A bloc of West African nations has issued a deadline to Gambia's stubborn incumbent President Yahya Jammeh, after which they have vowed to invade the country and remove him by force.
Marcel de Souza, the president of the Economic Community of West African States (ECOWAS), said members had agreed that neighbouring Senegal would lead any military intervention.
He said on Friday that Mr Jammeh has until 19 January to admit defeat and hand over the reins of power.
Mr Jammeh, who came to power in a military coup 22 years ago, lost a historic election in Gambia on 1 December.
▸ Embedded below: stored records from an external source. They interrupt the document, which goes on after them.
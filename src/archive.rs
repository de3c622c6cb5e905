//! Archive codec: one zip container per saved model.
//!
//! An archive bundles the serialized estimator, the training dataset as CSV,
//! the cluster-augmented dataset (clustering only), and a JSON metadata
//! entry. Entry names derive deterministically from the archive's logical
//! name, so unpacking locates them by exact name and fails cleanly when one
//! is missing. The container is built fully in memory; callers upload it in
//! a single put, so no partial archive is ever stored.

use std::io::{Cursor, Read, Write};

use polars::prelude::DataFrame;
use serde::{Deserialize, Serialize};
use zip::write::SimpleFileOptions;
use zip::{CompressionMethod, ZipArchive, ZipWriter};

use crate::error::{Error, Result};
use crate::registry::{Algorithm, ModelBlob};
use crate::tabular;

/// Suffix appended to the logical model name for the stored blob key.
pub const ARCHIVE_EXT: &str = ".zip";

fn model_entry(name: &str) -> String {
    format!("{name}.model-blob")
}

fn data_entry(name: &str) -> String {
    format!("{name}_data.csv")
}

fn derived_entry(name: &str) -> String {
    format!("{name}_new_data.csv")
}

fn metadata_entry(name: &str) -> String {
    format!("{name}_metadata.json")
}

/// Archive metadata: the feature list, the target column (absent for
/// clustering), and the owning algorithm identifier.
#[derive(Debug, Clone, Serialize, Deserialize)]
pub struct ModelMetadata {
    pub features: Vec<String>,
    #[serde(default, skip_serializing_if = "Option::is_none")]
    pub target: Option<String>,
    pub algo_name: Algorithm,
}

/// Everything recovered from an archive.
#[derive(Debug, Clone)]
pub struct UnpackedArchive {
    pub metadata: ModelMetadata,
    pub blob: ModelBlob,
    pub dataset: DataFrame,
    pub derived: Option<DataFrame>,
}

/// Build the deflate-compressed archive bytes for a model.
pub fn pack(
    name: &str,
    blob: &ModelBlob,
    metadata: &ModelMetadata,
    dataset: &DataFrame,
    derived: Option<&DataFrame>,
) -> Result<Vec<u8>> {
    let mut writer = ZipWriter::new(Cursor::new(Vec::new()));
    let options = SimpleFileOptions::default().compression_method(CompressionMethod::Deflated);

    writer.start_file(model_entry(name), options)?;
    writer.write_all(&serde_json::to_vec(blob)?)?;

    writer.start_file(data_entry(name), options)?;
    writer.write_all(&tabular::df_to_csv_bytes(dataset)?)?;

    if let Some(derived) = derived {
        writer.start_file(derived_entry(name), options)?;
        writer.write_all(&tabular::df_to_csv_bytes(derived)?)?;
    }

    writer.start_file(metadata_entry(name), options)?;
    writer.write_all(&serde_json::to_vec(metadata)?)?;

    Ok(writer.finish()?.into_inner())
}

fn read_entry(archive: &mut ZipArchive<Cursor<&[u8]>>, entry: &str) -> Result<Vec<u8>> {
    let mut file = archive
        .by_name(entry)
        .map_err(|_| Error::CorruptArchive(format!("missing archive entry '{entry}'")))?;
    let mut bytes = Vec::with_capacity(file.size() as usize);
    file.read_to_end(&mut bytes)
        .map_err(|e| Error::CorruptArchive(format!("unreadable archive entry '{entry}': {e}")))?;
    Ok(bytes)
}

/// Unpack archive bytes downloaded under the given logical name.
///
/// Metadata is parsed first to learn the algorithm; the derived dataset
/// entry is required only for clustering archives.
pub fn unpack(name: &str, bytes: &[u8]) -> Result<UnpackedArchive> {
    let mut archive = ZipArchive::new(Cursor::new(bytes))
        .map_err(|e| Error::CorruptArchive(e.to_string()))?;

    let metadata: ModelMetadata = serde_json::from_slice(&read_entry(&mut archive, &metadata_entry(name))?)
        .map_err(|e| Error::CorruptArchive(format!("unreadable metadata: {e}")))?;

    let blob: ModelBlob = serde_json::from_slice(&read_entry(&mut archive, &model_entry(name))?)
        .map_err(|e| Error::IncompatibleModel(e.to_string()))?;
    if blob.algorithm() != metadata.algo_name {
        return Err(Error::IncompatibleModel(format!(
            "blob is {} but metadata declares {}",
            blob.algorithm(),
            metadata.algo_name
        )));
    }

    let dataset = tabular::csv_bytes_to_df(&read_entry(&mut archive, &data_entry(name))?)
        .map_err(|e| Error::CorruptArchive(format!("unreadable dataset: {e}")))?;

    let derived = if metadata.algo_name == Algorithm::KMeans {
        let bytes = read_entry(&mut archive, &derived_entry(name))?;
        Some(
            tabular::csv_bytes_to_df(&bytes)
                .map_err(|e| Error::CorruptArchive(format!("unreadable derived dataset: {e}")))?,
        )
    } else {
        None
    };

    Ok(UnpackedArchive {
        metadata,
        blob,
        dataset,
        derived,
    })
}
He initially said he accepted the result, before one week later declaring unspecified “irregularities” had rendered the election void.
Mr De Souza spoke to reporters in Bamako, Mali, as ECOWAS diplomats continued to push for a peaceful solution.
“The deadline is 19 January when the mandate of Jammeh ends,” Mr De Souza said. “If he doesn't go, we have a force that is already on alert, and this force will intervene to restore the will of the people.”
The overwhelming call from international leaders has been from Mr Jammeh to step aside and allow Adama Barrow, the victorious opposition coalition candidate, to become President.
But one week ago soldiers loyal to Mr Jammeh seized control of the electoral commission's offices, and the incumbent has mobilised troops across the tiny country.
The UN Security Council this week urged Gambian security forces to “demonstrate maximum restraint” and again urged Mr Jammeh to accept defeat.
High commissioner for human rights Prince Zeid Ra'ad Zeid al-Hussein said the troop deployment was “deeply worrying, given the record of human rights violations in Gambia, including excessive use of force against demonstrators, arbitrary detention and deaths in custody, as well as allegations of torture and ill-treatment of detainees”.